Мира не удержалась и взглянула на Льва. Тот, сгорбившийся у порога, как мальчишка, вытянул занозу из большого пальца, дернул уголком губ и отвёл взгляд — как будто боялся, что улыбка сейчас сама полезет на лицо без разрешения. Смешно и тепло.
— Попридержи улыбку, — шепнула ему Мира, проходя мимо. — А то хлеб обидится и решит, что его забыли.
— Я запишу: «улыбку — после хлеба», — так же тихо ответил он.
---После хлеба работа не остановилась — стала шире, как река, когда её не загоняют в трубу.

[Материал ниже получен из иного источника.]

//! Node tree behavior against recording transports.

mod common;

use std::sync::{mpsc, Arc};
use std::thread;
use std::time::Duration;

use common::MockTransport;
use ipctree_core::{
    shared, AsInterface, Error, Function, Interface, Node, ObjectRef, Permissions, Property,
    Shared, Transport, Variant,
};

fn named(name: &str) -> Interface {
    Interface::builder(name)
        .function("ping", Function::new(|| "pong".to_string(), &[], &["reply"]))
        .build()
}

#[test]
fn addresses_follow_the_tree() {
    let t = MockTransport::new("/test");
    let root = Node::make_root("root");
    let a = root.make_child("a");
    let b = a.make_child("b");

    let root_path = root.full_name(t.as_ref());
    assert_eq!(root_path, "/test/root");
    assert_eq!(b.full_name(t.as_ref()), format!("{}/a/b", root_path));

    drop(a);
    assert_eq!(b.full_name(t.as_ref()), format!("{}/b", root_path));
}

#[test]
fn attach_registers_on_every_bound_transport() {
    let t1 = MockTransport::new("/one");
    let t2 = MockTransport::new("/two");
    let root = Node::make_root("root");
    root.add_server(t1.clone()).unwrap();
    root.add_server(t2.clone()).unwrap();

    let iface = root.make_interface(named("org.example.Ping")).unwrap();
    assert!(iface.is_attached());
    assert!(t1.is_registered("/one/root", "org.example.Ping"));
    assert!(t2.is_registered("/two/root", "org.example.Ping"));
    assert!(Arc::ptr_eq(&iface.node().unwrap(), &root));
}

#[test]
fn attach_is_all_or_nothing() {
    let good = MockTransport::new("/good");
    let bad = MockTransport::failing("/bad");
    let root = Node::make_root("root");
    root.add_server(good.clone()).unwrap();
    root.add_server(bad.clone()).unwrap();

    let err = root.make_interface(named("org.example.Ping")).unwrap_err();
    assert!(matches!(err, Error::Transport(_)));
    assert!(good.registered().is_empty());
    assert!(root.interface("org.example.Ping").is_none());

    // Nothing was left behind, so a retry is not a duplicate.
    bad.set_fail_add(false);
    let iface = root.make_interface(named("org.example.Ping")).unwrap();
    assert!(iface.is_attached());
    assert!(good.is_registered("/good/root", "org.example.Ping"));
    assert!(bad.is_registered("/bad/root", "org.example.Ping"));
}

#[test]
fn duplicate_names_are_rejected_up_front() {
    let t = MockTransport::new("/");
    let root = Node::make_root("root");
    root.add_server(t.clone()).unwrap();

    let _first = root.make_interface(named("org.example.Ping")).unwrap();
    let err = root.make_interface(named("org.example.Ping")).unwrap_err();
    assert!(matches!(err, Error::DuplicateRegistration(_)));
    assert_eq!(t.registered().len(), 1);
}

#[test]
fn dropping_the_interface_detaches_it() {
    let t = MockTransport::new("/");
    let root = Node::make_root("root");
    root.add_server(t.clone()).unwrap();

    let iface = root.make_interface(named("org.example.Ping")).unwrap();
    assert_eq!(root.interfaces().len(), 1);

    drop(iface);
    assert!(root.interfaces().is_empty());
    assert!(t.registered().is_empty());

    // The name is free again.
    root.make_interface(named("org.example.Ping")).unwrap();
}

#[test]
fn drop_interface_reports_presence() {
    let t = MockTransport::new("/");
    let root = Node::make_root("root");
    root.add_server(t.clone()).unwrap();
    let iface = root.make_interface(named("org.example.Ping")).unwrap();

    assert!(root.drop_interface("org.example.Ping"));
    assert!(!iface.is_attached());
    assert!(t.registered().is_empty());
    assert!(!root.drop_interface("org.example.Ping"));
}

#[test]
fn destroying_a_node_detaches_held_interfaces() {
    let t = MockTransport::new("/");
    let root = Node::make_root("root");
    let child = root.make_child("child");
    child.add_server(t.clone()).unwrap();
    let iface = child.make_interface(named("org.example.Ping")).unwrap();
    assert!(t.is_registered("/root/child", "org.example.Ping"));

    drop(child);
    assert!(!iface.is_attached());
    assert!(iface.node().is_none());
    assert!(t.registered().is_empty());

    // Still usable as a plain value.
    assert_eq!(
        iface.call("ping", &[]).unwrap(),
        vec![Variant::from("pong")]
    );
}

#[test]
fn descendants_move_up_when_a_node_is_destroyed() {
    let t = MockTransport::new("/svc");
    let root = Node::make_root("root");
    root.add_server(t.clone()).unwrap();
    let a = root.make_child("a");
    let b = a.make_child("b");
    let c = b.make_child("c");

    let _on_b = b.make_interface(named("org.example.B")).unwrap();
    let _on_c = c.make_interface(named("org.example.C")).unwrap();
    assert!(t.is_registered("/svc/root/a/b", "org.example.B"));
    assert!(t.is_registered("/svc/root/a/b/c", "org.example.C"));

    drop(a);
    assert!(t.is_registered("/svc/root/b", "org.example.B"));
    assert!(t.is_registered("/svc/root/b/c", "org.example.C"));
    assert_eq!(t.registered().len(), 2);
    assert_eq!(b.parent().unwrap().name(), "root");
}

#[test]
fn destroying_a_root_keeps_child_addresses() {
    let t = MockTransport::new("/");
    let root = Node::make_root("root");
    root.add_server(t.clone()).unwrap();
    let child = root.make_child("child");
    let _iface = child.make_interface(named("org.example.Ping")).unwrap();

    drop(root);
    assert!(child.is_root());
    assert_eq!(child.full_name(t.as_ref()), "/root/child");
    assert!(t.is_registered("/root/child", "org.example.Ping"));
}

#[test]
fn children_take_a_snapshot_of_bindings() {
    let early = MockTransport::new("/early");
    let late = MockTransport::new("/late");
    let root = Node::make_root("root");
    root.add_server(early.clone()).unwrap();

    let child = root.make_child("child");
    root.add_server(late.clone()).unwrap();

    let _iface = child.make_interface(named("org.example.Ping")).unwrap();
    assert!(early.is_registered("/early/root/child", "org.example.Ping"));
    assert!(late.registered().is_empty());
    assert_eq!(child.servers().len(), 1);
}

#[test]
fn add_server_registers_existing_interfaces() {
    let root = Node::make_root("root");
    let _a = root.make_interface(named("org.example.A")).unwrap();
    let _b = root.make_interface(named("org.example.B")).unwrap();

    let t = MockTransport::new("/");
    root.add_server(t.clone()).unwrap();
    assert_eq!(t.registered().len(), 2);

    // Binding twice is a no-op.
    root.add_server(t.clone()).unwrap();
    assert_eq!(root.servers().len(), 1);
    assert_eq!(t.registered().len(), 2);
}

#[test]
fn add_server_failure_binds_nothing() {
    let root = Node::make_root("root");
    let _a = root.make_interface(named("org.example.A")).unwrap();

    let bad = MockTransport::failing("/");
    assert!(root.add_server(bad.clone()).is_err());
    assert!(root.servers().is_empty());
    assert!(bad.registered().is_empty());
}

#[test]
fn drop_server_unregisters() {
    let t = MockTransport::new("/");
    let root = Node::make_root("root");
    root.add_server(t.clone()).unwrap();
    let _a = root.make_interface(named("org.example.A")).unwrap();

    assert!(root.drop_server(t.as_ref()));
    assert!(t.registered().is_empty());
    assert!(root.servers().is_empty());
    assert!(!root.drop_server(t.as_ref()));
}

#[test]
fn dead_transports_are_ignored() {
    let root = Node::make_root("root");
    {
        let t = MockTransport::new("/");
        root.add_server(t.clone()).unwrap();
    }
    assert!(root.servers().is_empty());
    root.make_interface(named("org.example.Ping")).unwrap();
}

#[test]
fn manage_notifies_transports() {
    let t = MockTransport::new("/");
    let root = Node::make_root("root");
    root.add_server(t.clone()).unwrap();
    let child = root.make_child("lamp");

    let lamp = ObjectRef::new(Arc::new("lamp".to_string()));
    child.manage(Some(&lamp));
    assert_eq!(t.managed_addresses(), vec!["/root/lamp"]);
    assert_eq!(child.managed(), Some(lamp.clone()));

    child.manage(None);
    assert!(t.managed_addresses().is_empty());
}

#[test]
fn managed_address_follows_reparenting() {
    let t = MockTransport::new("/");
    let root = Node::make_root("root");
    root.add_server(t.clone()).unwrap();
    let a = root.make_child("a");
    let b = a.make_child("b");

    let lamp = ObjectRef::new(Arc::new(1u8));
    b.manage(Some(&lamp));
    assert_eq!(t.managed_addresses(), vec!["/root/a/b"]);

    drop(a);
    assert_eq!(t.managed_addresses(), vec!["/root/b"]);
}

struct Thermostat {
    interface: Interface,
    target: Shared<f64>,
}

impl Thermostat {
    fn new() -> Self {
        let target = shared(20.0);
        let interface = Interface::builder("org.example.Thermostat")
            .property("target", Property::new(&target, Permissions::FULL))
            .build();
        Self { interface, target }
    }
}

impl AsInterface for Thermostat {
    fn interface(&self) -> &Interface {
        &self.interface
    }
}

#[test]
fn application_types_carry_their_interface() {
    let t = MockTransport::new("/");
    let root = Node::make_root("house");
    root.add_server(t.clone()).unwrap();

    let thermostat = root.make_interface(Thermostat::new()).unwrap();
    assert!(t.is_registered("/house", "org.example.Thermostat"));

    let attached = root.interface("org.example.Thermostat").unwrap();
    attached
        .interface()
        .get_property("target")
        .unwrap()
        .set(&Variant::Double(22.5))
        .unwrap();
    assert_eq!(*thermostat.target.lock().unwrap(), 22.5);
}

#[test]
#[should_panic(expected = "already attached")]
fn moving_an_attached_interface_into_another_node_panics() {
    let root = Node::make_root("root");
    let iface = root.make_interface(named("org.example.Ping")).unwrap();
    let Ok(moved) = Arc::try_unwrap(iface) else {
        unreachable!("only one strong reference exists");
    };
    let other = Node::make_root("other");
    let _ = other.make_interface(moved);
}

#[test]
fn concurrent_calls_and_structural_changes() {
    let t = MockTransport::new("/");
    let root = Node::make_root("root");
    root.add_server(t.clone()).unwrap();
    let counter = shared(0u64);
    let iface = root
        .make_interface(
            Interface::builder("org.example.Counter")
                .property("count", Property::new(&counter, Permissions::FULL))
                .build(),
        )
        .unwrap();

    let mut handles = Vec::new();
    for worker in 0..4 {
        let root = root.clone();
        let iface = iface.clone();
        handles.push(thread::spawn(move || {
            for i in 0..50 {
                let child = root.make_child(format!("w{}_{}", worker, i));
                let _ping = child.make_interface(named("org.example.Ping")).unwrap();
                let property = iface.get_property("count").unwrap();
                let _ = property.get().unwrap();
                drop(child);
            }
        }));
    }
    for handle in handles {
        handle.join().unwrap();
    }

    assert_eq!(t.registered(), vec![("/root".to_string(), "org.example.Counter".to_string())]);
    assert!(root.children().is_empty());
}

#[test]
fn transports_are_called_with_the_tree_usable() {
    // The mock computes addresses from inside add_interface, which takes the
    // tree lock again on the same thread.
    let t: Arc<dyn Transport> = MockTransport::new("/");
    let root = Node::make_root("root");
    root.add_server(t.clone()).unwrap();
    root.make_child("x").make_interface(named("org.example.Ping")).unwrap();
}

#[test]
fn descendant_dropped_during_destruction_leaves_nothing_registered() {
    let t = MockTransport::new("/");
    let root = Node::make_root("root");
    root.add_server(t.clone()).unwrap();
    let a = root.make_child("a");
    let c = a.make_child("c");
    let _a_iface = a.make_interface(named("org.example.A")).unwrap();
    let _c_iface = c.make_interface(named("org.example.C")).unwrap();

    // The last handle to `c` goes away on another thread while `a` is
    // being destroyed, so `c`'s own destruction waits on the tree lock.
    let (start, started) = mpsc::channel();
    let dropper = thread::spawn(move || {
        started.recv().unwrap();
        drop(c);
    });
    t.on_drop("org.example.A", move || {
        start.send(()).unwrap();
        thread::sleep(Duration::from_millis(300));
    });

    drop(a);
    dropper.join().unwrap();

    assert!(t.registered().is_empty(), "left registered: {:?}", t.registered());
    assert!(root.children().is_empty());
}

Вера с Витой поднимали «грядку пряностей»: тимьян, иссоп, мята, мелиса, — Лада ткнула пальцем в небо и сказала, как вывела у себя в городе: «Кладёте там, где ветер обычно добрый. Так запах ходит по двору и лечит без лекаря». Подростки по очереди стругали жёрдочки для будущей ограды — не высокой, чтобы не резать глаз, не низкой, чтобы коза не понимала это как приглашение.
Пётр с Яковом задумали мостик внизу, где валок делал шаг на левый берег. Не камнем — доской; не ради парада — ради ног. Яков вбил два мощных сваи в ил, покачал плечом — слушая, как отзывается глубина, — и, удовлетворённо хмыльнувшись, бросил Пётру: «Пойдёт». Пётр, не споря, уложил первый пролёт — доски легли, как ноты на знакомый мотив. Когда Мира ступила — мостик не звякнул; он «вдохнул». Такое тоже слышно.
— Практически музыка, — заметила она.
— Музыка — когда не думаешь о ноте, — ответил Яков. — И о ноге — тоже.
— Нога думает всегда, — буркнул Пётр. — Но иногда молча.
---К полудню началась история, которую потом долго пересказывали у костра — со смехом и с обязательным «а помнишь, как…». Всё началось с козы. Той самой, купленной в городе, важной и мнительной. Она решительно решила, что «высокое — это лучшее» и забралась на свежесколоченный стол для разделки теста — он стоял пока под навесом, остужаясь. Выросла, как памятник. Замерла, как королева.
— Слезай! — возмутился Пётр, взлетев как ядро.
Коза не дрогнула и даже повернула голову так, чтобы усы выглядели особенно достойно.
— Скажи ей «пожалуйста», — предложила Вера с совершенно серьёзным лицом. — Мы же дом культурный.
— Коза, — спокойно произнёс Лев, подходя ближе, — уважаемая коза, ваш постамент — не для искусства, а для теста. Тесту вы, конечно, тоже искусство, но нам надо жить.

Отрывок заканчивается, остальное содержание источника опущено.